Sunday, October 1, 2006

Stranger in my own body

Not isolated...not alone...detached. It doesn't feel like I know myself. It doesn't feel like I'm in control. Emotions overtaking my very being. That's what it feels like sometimes...

Going out partying doesn't help. Not that I have gone out partying that much these days, but just going out is sometimes so meaningless. Like I can't enjoy myself. What's up with that? Perhaps I'm looking too much into the future. I'm trying to live in the future. Living in my trip.

Perls said that worry/ anxiety and unhappiness comes when the mind leaves the here and now and lives in the fantasy future. Yeah, that makes sense to me.

Had one of the worst days at work today. It was horrible, the clients were screaming and just displaying a lot of unacceptable behaviours. It was HORRIBLE. Managed to calm them down after awhile but oh boy, so unpredictable sometimes.

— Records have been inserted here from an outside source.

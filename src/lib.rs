//! Workspace root package for tooling (pre-commit hooks).
//! HTTP service for shared walking routes.
//!
//! - [`handlers::app`]: the axum router (`POST /api/shortest-path`, `GET /api/test`)
//! - [`AppState`]: process-wide provider caches
//! - [`health`]: liveness and readiness checks
//! - [`ProblemDetails`]: RFC 9457 error bodies
//! - [`ServiceResponse`]: success wrapper with content type
//! - [`metrics`], [`logging`], [`middleware`]: observability
//!
//! Handlers stay thin; all routing logic lives in `sharedwalk-lib`:
//!
//! ```text
//! ┌─────────────────────────────────────────────────────────────┐
//! │  axum Handler                                               │
//! │  - Parse request JSON                                       │
//! │  - Validate fields                                          │
//! │  - Call sharedwalk-lib on a blocking worker                 │
//! │  - Format response                                          │
//! └─────────────────────────────────────────────────────────────┘
//! ```
//!
//! Enable the `test-utils` feature to use [`test_utils`] from other crates.

pub mod handlers;
mod health;
pub mod logging;
pub mod metrics;
pub mod middleware;
mod problem;
mod request;
mod response;
mod state;

#[cfg(any(test, feature = "test-utils"))]
pub mod test_utils;

pub use handlers::app;
pub use health::{health_live, health_ready, CacheSummary, HealthStatus};
pub use logging::{init_logging, LogFormat, LoggingConfig};
pub use metrics::{init_metrics, metrics_handler, MetricsConfig, MetricsError};
pub use middleware::{extract_or_generate_request_id, track_requests, RequestId};
pub use problem::{
    from_lib_error, ProblemDetails, PROBLEM_INTERNAL_ERROR, PROBLEM_INVALID_REQUEST,
    PROBLEM_MISSING_DATA, PROBLEM_UNKNOWN_LOCATION,
};
pub use request::{ShortestPathRequest, Validate};
pub use response::{ServiceResponse, ShortestPathResponse, SmokeTestResponse};
pub use state::{AppState, AppStateError};
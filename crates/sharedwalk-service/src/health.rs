//! Liveness and readiness checks.

use axum::{extract::State, http::StatusCode, response::IntoResponse, Json};
use serde::{Deserialize, Serialize};

use sharedwalk_lib::CacheStats;

use crate::AppState;

#[derive(Debug, Clone, Serialize, Deserialize)]
pub struct HealthStatus {
    /// "ok" when the service accepts traffic.
    pub status: String,
    pub service: String,
    pub version: String,

    #[serde(skip_serializing_if = "Option::is_none")]
    pub geocode_cache: Option<CacheSummary>,

    #[serde(skip_serializing_if = "Option::is_none")]
    pub distance_cache: Option<CacheSummary>,
}

/// Cache occupancy reported by the readiness check.
#[derive(Debug, Clone, Copy, Serialize, Deserialize, PartialEq, Eq)]
pub struct CacheSummary {
    pub entries: usize,
    pub capacity: usize,
}

impl From<CacheStats> for CacheSummary {
    fn from(stats: CacheStats) -> Self {
        Self {
            entries: stats.entries,
            capacity: stats.capacity,
        }
    }
}

impl HealthStatus {
    pub fn alive(service: &str, version: &str) -> Self {
        Self {
            status: "ok".to_string(),
            service: service.to_string(),
            version: version.to_string(),
            geocode_cache: None,
            distance_cache: None,
        }
    }

    pub fn ready(service: &str, version: &str, geocodes: CacheStats, distances: CacheStats) -> Self {
        Self {
            geocode_cache: Some(geocodes.into()),
            distance_cache: Some(distances.into()),
            ..Self::alive(service, version)
        }
    }
}

/// `GET /health/live`
pub async fn health_live() -> impl IntoResponse {
    let status = HealthStatus::alive(env!("CARGO_PKG_NAME"), env!("CARGO_PKG_VERSION"));
    (StatusCode::OK, Json(status))
}

/// `GET /health/ready`
///
/// Reports cache occupancy. The providers are remote and contacted lazily,
/// so readiness does not call them.
pub async fn health_ready(State(state): State<AppState>) -> impl IntoResponse {
    let status = HealthStatus::ready(
        env!("CARGO_PKG_NAME"),
        env!("CARGO_PKG_VERSION"),
        state.geocode_stats(),
        state.distance_stats(),
    );
    (StatusCode::OK, Json(status))
}
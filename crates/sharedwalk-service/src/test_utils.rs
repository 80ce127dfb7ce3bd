//! Fixtures for handler tests.
//!
//! State is backed by the library's fake providers, so no test touches the
//! network.

use std::sync::Arc;

use serde_json::{json, Value};
use sharedwalk_lib::test_helpers::{davis, davis_fixture, FakeGeocoder, FakeRouter};

use crate::state::AppState;

/// Providers behind [`test_state`], kept so tests can count calls.
pub struct TestProviders {
    pub geocoder: Arc<FakeGeocoder>,
    pub router: Arc<FakeRouter>,
}

/// Fresh state over the Davis fixture, where `C` cannot be geocoded.
pub fn test_state() -> (AppState, TestProviders) {
    let (_, geocoder, router) = davis_fixture();
    let geocoder = Arc::new(geocoder);
    let router = Arc::new(router);
    let state = AppState::from_providers(geocoder.clone(), router.clone());
    (state, TestProviders { geocoder, router })
}

/// A `POST /api/shortest-path` body over the Davis fixture.
pub fn davis_body(start1: &str, end1: &str, start2: &str, end2: &str) -> Value {
    json!({
        "locations": {
            "A": davis::UC_DAVIS,
            "B": davis::DOWNTOWN,
            "C": davis::NOWHERE,
            "D": davis::DAVIS_COMMONS,
            "E": davis::TRADER_JOES,
        },
        "start1": start1,
        "end1": end1,
        "start2": start2,
        "end2": end2,
    })
}

/// Generate a unique request ID for testing.
pub fn test_request_id() -> String {
    format!("test-{}", uuid::Uuid::now_v7())
}
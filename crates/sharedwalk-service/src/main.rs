//! Shared walking route HTTP service.
//!
//! # Endpoints
//!
//! - `POST /api/shortest-path` - Route two walkers over a set of addresses
//! - `GET /api/test` - Smoke test
//! - `GET /metrics` - Prometheus metrics endpoint
//! - `GET /health/live` - Liveness check
//! - `GET /health/ready` - Readiness check
//!
//! # Configuration
//!
//! - `SHAREDWALK_NOMINATIM_URL`, `SHAREDWALK_OSRM_URL`, `SHAREDWALK_USER_AGENT`,
//!   `SHAREDWALK_TIMEOUT_SECS` - provider settings
//! - `RUST_LOG` - Log level (default: info)
//! - `LOG_FORMAT` - Log format: json (default) or text
//! - `SERVICE_PORT` - HTTP port (default: 5000)

use std::env;
use std::net::SocketAddr;

use tracing::{error, info};

use sharedwalk_service::{app, init_logging, init_metrics, AppState, LoggingConfig, MetricsConfig};

const DEFAULT_PORT: u16 = 5000;

#[tokio::main]
async fn main() -> Result<(), Box<dyn std::error::Error>> {
    let logging_config = LoggingConfig::from_env().with_service("sharedwalk");
    init_logging(&logging_config);

    let metrics_config = MetricsConfig::from_env();
    if let Err(e) = init_metrics(&metrics_config) {
        tracing::warn!(error = %e, "failed to initialize metrics, continuing without metrics");
    }

    let port: u16 = env::var("SERVICE_PORT")
        .ok()
        .and_then(|p| p.parse().ok())
        .unwrap_or(DEFAULT_PORT);

    info!(port = port, "starting shared walk service");

    // The blocking HTTP clients must be built off the async runtime.
    let state = tokio::task::spawn_blocking(AppState::from_env)
        .await?
        .map_err(|e| {
            error!(error = %e, "failed to initialize application state");
            e
        })?;

    info!(state = ?state, "application state ready");

    let addr = SocketAddr::from(([0, 0, 0, 0], port));
    info!(addr = %addr, "listening on");

    let listener = tokio::net::TcpListener::bind(addr).await?;
    axum::serve(listener, app(state)).await?;

    Ok(())
}
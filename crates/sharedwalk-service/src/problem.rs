//! RFC 9457 Problem Details for HTTP APIs.
//!
//! See: <https://www.rfc-editor.org/rfc/rfc9457.html>

use axum::{
    http::StatusCode,
    response::{IntoResponse, Response},
    Json,
};
use serde::{Deserialize, Serialize};

use sharedwalk_lib::Error as LibError;

/// Problem type URI for missing or empty request fields.
pub const PROBLEM_MISSING_DATA: &str = "/problems/missing-data";

/// Problem type URI for identifiers that are not on the walking graph.
pub const PROBLEM_UNKNOWN_LOCATION: &str = "/problems/unknown-location";

/// Problem type URI for bodies that are not valid JSON.
pub const PROBLEM_INVALID_REQUEST: &str = "/problems/invalid-request";

/// Problem type URI for internal server errors.
pub const PROBLEM_INTERNAL_ERROR: &str = "/problems/internal-error";

/// RFC 9457 Problem Details response structure.
///
/// # Example
///
/// ```
/// use sharedwalk_service::{ProblemDetails, PROBLEM_UNKNOWN_LOCATION};
/// use axum::http::StatusCode;
///
/// let problem = ProblemDetails::new(
///     PROBLEM_UNKNOWN_LOCATION,
///     "Unknown Location",
///     StatusCode::NOT_FOUND,
/// )
/// .with_detail("Location 'Z' is not on the walking graph")
/// .with_request_id("req-12345");
/// ```
#[derive(Debug, Clone, Serialize, Deserialize)]
pub struct ProblemDetails {
    /// URI reference identifying the problem type (relative).
    #[serde(rename = "type")]
    pub type_uri: String,

    pub title: String,

    pub status: u16,

    /// Human-readable explanation specific to this occurrence.
    #[serde(skip_serializing_if = "Option::is_none")]
    pub detail: Option<String>,

    /// Request identifier of the failing call.
    #[serde(skip_serializing_if = "Option::is_none")]
    pub instance: Option<String>,

    /// Always "application/problem+json".
    pub content_type: String,
}

impl ProblemDetails {
    pub fn new(type_uri: impl Into<String>, title: impl Into<String>, status: StatusCode) -> Self {
        Self {
            type_uri: type_uri.into(),
            title: title.into(),
            status: status.as_u16(),
            detail: None,
            instance: None,
            content_type: "application/problem+json".to_string(),
        }
    }

    pub fn with_detail(mut self, detail: impl Into<String>) -> Self {
        self.detail = Some(detail.into());
        self
    }

    pub fn with_request_id(mut self, request_id: impl Into<String>) -> Self {
        self.instance = Some(request_id.into());
        self
    }

    /// 400 for a missing or empty field.
    pub fn missing_data(detail: impl Into<String>, request_id: impl Into<String>) -> Self {
        Self::new(PROBLEM_MISSING_DATA, "Missing Data", StatusCode::BAD_REQUEST)
            .with_detail(detail)
            .with_request_id(request_id)
    }

    /// 400 for a body that could not be parsed.
    pub fn bad_request(detail: impl Into<String>, request_id: impl Into<String>) -> Self {
        Self::new(
            PROBLEM_INVALID_REQUEST,
            "Invalid Request",
            StatusCode::BAD_REQUEST,
        )
        .with_detail(detail)
        .with_request_id(request_id)
    }

    /// 404 for an identifier that is not a graph node.
    pub fn unknown_location(id: &str, reason: Option<String>, request_id: impl Into<String>) -> Self {
        let detail = match reason {
            Some(reason) => format!(
                "Location '{}' is not on the walking graph: {}",
                id, reason
            ),
            None => format!("Location '{}' is not on the walking graph", id),
        };

        Self::new(
            PROBLEM_UNKNOWN_LOCATION,
            "Unknown Location",
            StatusCode::NOT_FOUND,
        )
        .with_detail(detail)
        .with_request_id(request_id)
    }

    pub fn internal_error(detail: impl Into<String>, request_id: impl Into<String>) -> Self {
        Self::new(
            PROBLEM_INTERNAL_ERROR,
            "Internal Error",
            StatusCode::INTERNAL_SERVER_ERROR,
        )
        .with_detail(detail)
        .with_request_id(request_id)
    }
}

impl std::fmt::Display for ProblemDetails {
    fn fmt(&self, f: &mut std::fmt::Formatter<'_>) -> std::fmt::Result {
        write!(
            f,
            "{}: {}",
            self.title,
            self.detail.as_deref().unwrap_or("")
        )
    }
}

impl std::error::Error for ProblemDetails {}

impl IntoResponse for ProblemDetails {
    fn into_response(self) -> Response {
        let status = StatusCode::from_u16(self.status).unwrap_or(StatusCode::INTERNAL_SERVER_ERROR);

        let mut response = Json(&self).into_response();
        response.headers_mut().insert(
            axum::http::header::CONTENT_TYPE,
            axum::http::HeaderValue::from_static("application/problem+json"),
        );

        *response.status_mut() = status;
        response
    }
}

/// Convert library errors to ProblemDetails.
pub fn from_lib_error(error: &LibError, request_id: &str) -> ProblemDetails {
    match error {
        LibError::NodeNotFound { id, dropped } => ProblemDetails::unknown_location(
            id,
            dropped.map(|reason| reason.to_string()),
            request_id,
        ),
        LibError::Http(_) => ProblemDetails::internal_error(
            "A routing provider could not be reached",
            request_id,
        ),
        _ => ProblemDetails::internal_error(error.to_string(), request_id),
    }
}
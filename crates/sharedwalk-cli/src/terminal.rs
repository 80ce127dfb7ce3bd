//! Terminal styling and color utilities.

/// ANSI escape codes used by the text output.
pub mod colors {
    /// Reset all styling.
    pub const RESET: &str = "\x1b[0m";
    /// Bright bold white for headings.
    pub const WHITE_BOLD: &str = "\x1b[1;97m";
    /// Gray for secondary elements.
    pub const GRAY: &str = "\x1b[90m";
    /// Red for walker A, matching the map polyline.
    pub const RED: &str = "\x1b[31m";
    /// Green for walker B, matching the map polyline.
    pub const GREEN: &str = "\x1b[32m";
    /// Yellow for warnings such as skipped locations.
    pub const YELLOW: &str = "\x1b[33m";
}

/// Resolved color codes, either ANSI sequences or empty strings when color
/// is disabled.
#[derive(Debug, Clone, Copy)]
pub struct ColorPalette {
    pub reset: &'static str,
    pub white_bold: &'static str,
    pub gray: &'static str,
    pub red: &'static str,
    pub green: &'static str,
    pub yellow: &'static str,
}

impl ColorPalette {
    /// Create a palette with actual ANSI color codes.
    #[must_use]
    pub const fn colored() -> Self {
        Self {
            reset: colors::RESET,
            white_bold: colors::WHITE_BOLD,
            gray: colors::GRAY,
            red: colors::RED,
            green: colors::GREEN,
            yellow: colors::YELLOW,
        }
    }

    /// Create a palette with no colors (empty strings).
    #[must_use]
    pub const fn plain() -> Self {
        Self {
            reset: "",
            white_bold: "",
            gray: "",
            red: "",
            green: "",
            yellow: "",
        }
    }

    /// Pick a palette based on [`supports_color`].
    #[must_use]
    pub fn detect() -> Self {
        if supports_color() {
            Self::colored()
        } else {
            Self::plain()
        }
    }
}

/// Check if the terminal supports color output.
///
/// Respects the `NO_COLOR` and `TERM=dumb` conventions.
#[must_use]
pub fn supports_color() -> bool {
    if std::env::var_os("NO_COLOR").is_some() {
        return false;
    }
    if let Ok(term) = std::env::var("TERM") {
        if term.eq_ignore_ascii_case("dumb") {
            return false;
        }
    }
    true
}
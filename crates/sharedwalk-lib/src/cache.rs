//! Bounded, process-wide lookup caches for the external providers.
//!
//! Both caches wrap an [`LruCache`] behind a [`parking_lot::Mutex`]. The lock
//! is never held across a provider call, so concurrent requests may race to
//! fill the same key; the writes are idempotent.

use std::hash::Hash;
use std::num::NonZeroUsize;
use std::sync::atomic::{AtomicU64, Ordering};
use std::sync::Arc;

use lru::LruCache;
use parking_lot::Mutex;
use serde::Serialize;
use tracing::warn;

use crate::geo::{is_reachable, Coordinate, UNREACHABLE};
use crate::provider::{Geocoder, WalkingRouter};

pub const GEOCODE_CACHE_CAPACITY: usize = 100;
pub const DISTANCE_CACHE_CAPACITY: usize = 1000;

/// Hit/miss counters for a cache.
#[derive(Debug, Clone, Copy, Default, PartialEq, Eq, Serialize)]
pub struct CacheStats {
    pub hits: u64,
    pub misses: u64,
    pub entries: usize,
    pub capacity: usize,
}

struct BoundedCache<K: Hash + Eq, V> {
    entries: Mutex<LruCache<K, V>>,
    capacity: usize,
    hits: AtomicU64,
    misses: AtomicU64,
}

impl<K: Hash + Eq, V: Clone> BoundedCache<K, V> {
    fn new(capacity: usize) -> Self {
        let capacity = capacity.max(1);
        let bound = NonZeroUsize::new(capacity).unwrap_or(NonZeroUsize::MIN);
        Self {
            entries: Mutex::new(LruCache::new(bound)),
            capacity,
            hits: AtomicU64::new(0),
            misses: AtomicU64::new(0),
        }
    }

    fn get(&self, key: &K) -> Option<V> {
        let found = self.entries.lock().get(key).cloned();
        match found {
            Some(_) => self.hits.fetch_add(1, Ordering::Relaxed),
            None => self.misses.fetch_add(1, Ordering::Relaxed),
        };
        found
    }

    fn insert(&self, key: K, value: V) {
        self.entries.lock().put(key, value);
    }

    fn clear(&self) {
        self.entries.lock().clear();
    }

    fn stats(&self) -> CacheStats {
        CacheStats {
            hits: self.hits.load(Ordering::Relaxed),
            misses: self.misses.load(Ordering::Relaxed),
            entries: self.entries.lock().len(),
            capacity: self.capacity,
        }
    }
}

/// Memoized address to coordinate lookup.
///
/// Definitive "no match" answers are cached as negative entries. Transient
/// provider failures are not cached, so the next call retries.
pub struct GeocodeCache {
    geocoder: Arc<dyn Geocoder>,
    cache: BoundedCache<String, Option<Coordinate>>,
}

impl GeocodeCache {
    pub fn new(geocoder: Arc<dyn Geocoder>) -> Self {
        Self::with_capacity(geocoder, GEOCODE_CACHE_CAPACITY)
    }

    pub fn with_capacity(geocoder: Arc<dyn Geocoder>, capacity: usize) -> Self {
        Self {
            geocoder,
            cache: BoundedCache::new(capacity),
        }
    }

    /// Resolve `address`, returning `None` when it cannot be placed.
    pub fn resolve(&self, address: &str) -> Option<Coordinate> {
        let key = address.to_string();
        if let Some(cached) = self.cache.get(&key) {
            return cached;
        }

        match self.geocoder.geocode(address) {
            Ok(result) => {
                self.cache.insert(key, result);
                result
            }
            Err(err) => {
                warn!(address, error = %err, "geocoding failed");
                None
            }
        }
    }

    pub fn stats(&self) -> CacheStats {
        self.cache.stats()
    }

    pub fn clear(&self) {
        self.cache.clear();
    }
}

/// Memoized walking distance between an ordered coordinate pair, in miles.
///
/// Returns [`UNREACHABLE`] when no route exists or the provider fails. Only
/// definitive answers are cached.
pub struct DistanceCache {
    router: Arc<dyn WalkingRouter>,
    cache: BoundedCache<(Coordinate, Coordinate), f64>,
}

impl DistanceCache {
    pub fn new(router: Arc<dyn WalkingRouter>) -> Self {
        Self::with_capacity(router, DISTANCE_CACHE_CAPACITY)
    }

    pub fn with_capacity(router: Arc<dyn WalkingRouter>, capacity: usize) -> Self {
        Self {
            router,
            cache: BoundedCache::new(capacity),
        }
    }

    pub fn walking_distance(&self, from: Coordinate, to: Coordinate) -> f64 {
        let key = (from, to);
        if let Some(cached) = self.cache.get(&key) {
            return cached;
        }

        match self.router.walking_distance(from, to) {
            Ok(Some(miles)) if is_reachable(miles) => {
                self.cache.insert(key, miles);
                miles
            }
            Ok(Some(miles)) => {
                warn!(%from, %to, miles, "walking router returned an invalid distance");
                UNREACHABLE
            }
            Ok(None) => {
                self.cache.insert(key, UNREACHABLE);
                UNREACHABLE
            }
            Err(err) => {
                warn!(%from, %to, error = %err, "walking distance lookup failed");
                UNREACHABLE
            }
        }
    }

    /// The router behind this cache, for uncached geometry requests.
    pub fn router(&self) -> &dyn WalkingRouter {
        self.router.as_ref()
    }

    pub fn stats(&self) -> CacheStats {
        self.cache.stats()
    }

    pub fn clear(&self) {
        self.cache.clear();
    }
}

/// The pair of caches the graph builder needs, constructed once per process.
#[derive(Clone)]
pub struct RoutingCaches {
    pub geocodes: Arc<GeocodeCache>,
    pub distances: Arc<DistanceCache>,
}

impl RoutingCaches {
    pub fn new(geocoder: Arc<dyn Geocoder>, router: Arc<dyn WalkingRouter>) -> Self {
        Self {
            geocodes: Arc::new(GeocodeCache::new(geocoder)),
            distances: Arc::new(DistanceCache::new(router)),
        }
    }
}

impl std::fmt::Debug for RoutingCaches {
    fn fmt(&self, f: &mut std::fmt::Formatter<'_>) -> std::fmt::Result {
        f.debug_struct("RoutingCaches")
            .field("geocodes", &self.geocodes.stats())
            .field("distances", &self.distances.stats())
            .finish()
    }
}

#[cfg(test)]
mod tests {
    use super::*;
    use crate::test_helpers::{FakeGeocoder, FakeRouter};

    #[test]
    fn geocode_hits_provider_once_per_address() {
        let geocoder = Arc::new(FakeGeocoder::new().with("1 Shields Ave", 38.5382, -121.7617));
        let cache = GeocodeCache::new(geocoder.clone());

        let first = cache.resolve("1 Shields Ave");
        let second = cache.resolve("1 Shields Ave");

        assert_eq!(first, second);
        assert!(first.is_some());
        assert_eq!(geocoder.calls("1 Shields Ave"), 1);
        assert_eq!(cache.stats().hits, 1);
        assert_eq!(cache.stats().misses, 1);
    }

    #[test]
    fn geocode_caches_definitive_misses() {
        let geocoder = Arc::new(FakeGeocoder::new());
        let cache = GeocodeCache::new(geocoder.clone());

        assert!(cache.resolve("nowhere").is_none());
        assert!(cache.resolve("nowhere").is_none());
        assert_eq!(geocoder.calls("nowhere"), 1);
    }

    #[test]
    fn geocode_retries_after_transient_failure() {
        let geocoder = Arc::new(FakeGeocoder::new().failing("flaky"));
        let cache = GeocodeCache::new(geocoder.clone());

        assert!(cache.resolve("flaky").is_none());
        assert!(cache.resolve("flaky").is_none());
        assert_eq!(geocoder.calls("flaky"), 2);
        assert_eq!(cache.stats().entries, 0);
    }

    #[test]
    fn geocode_cache_evicts_least_recently_used() {
        let geocoder = Arc::new(
            FakeGeocoder::new()
                .with("a", 1.0, 1.0)
                .with("b", 2.0, 2.0)
                .with("c", 3.0, 3.0),
        );
        let cache = GeocodeCache::with_capacity(geocoder.clone(), 2);

        cache.resolve("a");
        cache.resolve("b");
        cache.resolve("a");
        cache.resolve("c"); // evicts "b"
        cache.resolve("b");

        assert_eq!(geocoder.calls("a"), 1);
        assert_eq!(geocoder.calls("b"), 2);
        assert_eq!(cache.stats().entries, 2);
    }

    #[test]
    fn distance_cached_per_ordered_pair() {
        let a = Coordinate::new(1.0, 1.0);
        let b = Coordinate::new(2.0, 2.0);
        let router = Arc::new(FakeRouter::new().with_distance(a, b, 1.5));
        let cache = DistanceCache::new(router.clone());

        assert_eq!(cache.walking_distance(a, b), 1.5);
        assert_eq!(cache.walking_distance(a, b), 1.5);
        assert_eq!(router.distance_calls(), 1);

        // The reverse order is a distinct key.
        assert_eq!(cache.walking_distance(b, a), 1.5);
        assert_eq!(router.distance_calls(), 2);
    }

    #[test]
    fn distance_failures_map_to_unreachable_without_caching() {
        let a = Coordinate::new(1.0, 1.0);
        let b = Coordinate::new(2.0, 2.0);
        let router = Arc::new(FakeRouter::new().failing_between(a, b));
        let cache = DistanceCache::new(router.clone());

        assert_eq!(cache.walking_distance(a, b), UNREACHABLE);
        assert_eq!(cache.walking_distance(a, b), UNREACHABLE);
        assert_eq!(router.distance_calls(), 2);
    }

    #[test]
    fn missing_route_is_cached_as_unreachable() {
        let a = Coordinate::new(1.0, 1.0);
        let b = Coordinate::new(2.0, 2.0);
        let router = Arc::new(FakeRouter::new());
        let cache = DistanceCache::new(router.clone());

        assert_eq!(cache.walking_distance(a, b), UNREACHABLE);
        assert_eq!(cache.walking_distance(a, b), UNREACHABLE);
        assert_eq!(router.distance_calls(), 1);
    }

    /// Geocoder that only answers once `parties` lookups are in flight at
    /// the same time.
    struct RendezvousGeocoder {
        barrier: std::sync::Barrier,
    }

    impl Geocoder for RendezvousGeocoder {
        fn geocode(&self, address: &str) -> Result<Option<Coordinate>, crate::ProviderError> {
            self.barrier.wait();
            let n = address.len() as f64;
            Ok(Some(Coordinate::new(n, -n)))
        }
    }

    #[test]
    fn provider_calls_run_without_holding_the_lock() {
        const THREADS: usize = 4;
        let geocoder = Arc::new(RendezvousGeocoder {
            barrier: std::sync::Barrier::new(THREADS),
        });
        let cache = GeocodeCache::new(geocoder);

        // Every thread blocks inside the provider until all of them are
        // there, which cannot happen if the cache serializes provider calls.
        let results: Vec<Option<Coordinate>> = std::thread::scope(|scope| {
            let handles: Vec<_> = (1..=THREADS)
                .map(|n| {
                    let cache = &cache;
                    scope.spawn(move || cache.resolve(&"x".repeat(n)))
                })
                .collect();
            handles.into_iter().map(|h| h.join().unwrap()).collect()
        });

        for (i, result) in results.into_iter().enumerate() {
            let n = (i + 1) as f64;
            assert_eq!(result, Some(Coordinate::new(n, -n)));
        }
        assert_eq!(cache.stats().entries, THREADS);
    }

    #[test]
    fn concurrent_geocodes_agree_and_respect_capacity() {
        let addresses: Vec<String> = (0..8).map(|i| format!("{i} Main St")).collect();
        let geocoder = addresses
            .iter()
            .enumerate()
            .fold(FakeGeocoder::new(), |g, (i, address)| {
                g.with(address, i as f64, -(i as f64))
            });
        let geocoder = Arc::new(geocoder);
        let cache = Arc::new(GeocodeCache::with_capacity(geocoder.clone(), 4));

        std::thread::scope(|scope| {
            for t in 0..8 {
                let cache = Arc::clone(&cache);
                let addresses = &addresses;
                scope.spawn(move || {
                    for round in 0..20 {
                        let i = (t + round) % addresses.len();
                        let expected = Coordinate::new(i as f64, -(i as f64));
                        assert_eq!(cache.resolve(&addresses[i]), Some(expected));
                        // Same key from every thread.
                        assert_eq!(cache.resolve(&addresses[0]), Some(Coordinate::new(0.0, -0.0)));
                    }
                });
            }
        });

        let stats = cache.stats();
        assert!(stats.entries <= 4);
        assert_eq!(stats.hits + stats.misses, 8 * 20 * 2);
        assert_eq!(geocoder.total_calls() as u64, stats.misses);
    }

    #[test]
    fn concurrent_distances_agree() {
        let points: Vec<Coordinate> = (0..4).map(|i| Coordinate::new(i as f64, 0.0)).collect();
        let mut router = FakeRouter::new();
        for (i, a) in points.iter().enumerate() {
            for b in &points[i + 1..] {
                router = router.with_distance(*a, *b, (b.lat - a.lat) * 0.5);
            }
        }
        let router = Arc::new(router);
        let cache = DistanceCache::with_capacity(router.clone(), 3);

        std::thread::scope(|scope| {
            for _ in 0..6 {
                scope.spawn(|| {
                    for (i, a) in points.iter().enumerate() {
                        for b in &points[i + 1..] {
                            assert_eq!(cache.walking_distance(*a, *b), (b.lat - a.lat) * 0.5);
                        }
                    }
                });
            }
        });

        let stats = cache.stats();
        assert!(stats.entries <= 3);
        assert!(router.distance_calls() >= 6);
        assert_eq!(router.distance_calls() as u64, stats.misses);
    }

    #[test]
    fn negative_distance_is_rejected() {
        let a = Coordinate::new(1.0, 1.0);
        let b = Coordinate::new(2.0, 2.0);
        let router = Arc::new(FakeRouter::new().with_distance(a, b, -3.0));
        let cache = DistanceCache::new(router);

        assert_eq!(cache.walking_distance(a, b), UNREACHABLE);
    }
}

Came home and was hoping to talk to my roommate. We talked but it seemed that she needed to talk as well so neither one of us were really listening. It was still nice though to be able to vent a little. But hmm...definitely need have a counsellor as well. Maybe I'll make an appointment with mine again soon. Things are again beginning to feel a lil bit out of control.

Good news, Lax who is the Indian friends going to India soon, she's planning on starting up a womens centre and making a documentary of sorts of her efforts. She wants me to help and be in the documentary? Interviewing her. OMG! So exciting! Very sweet!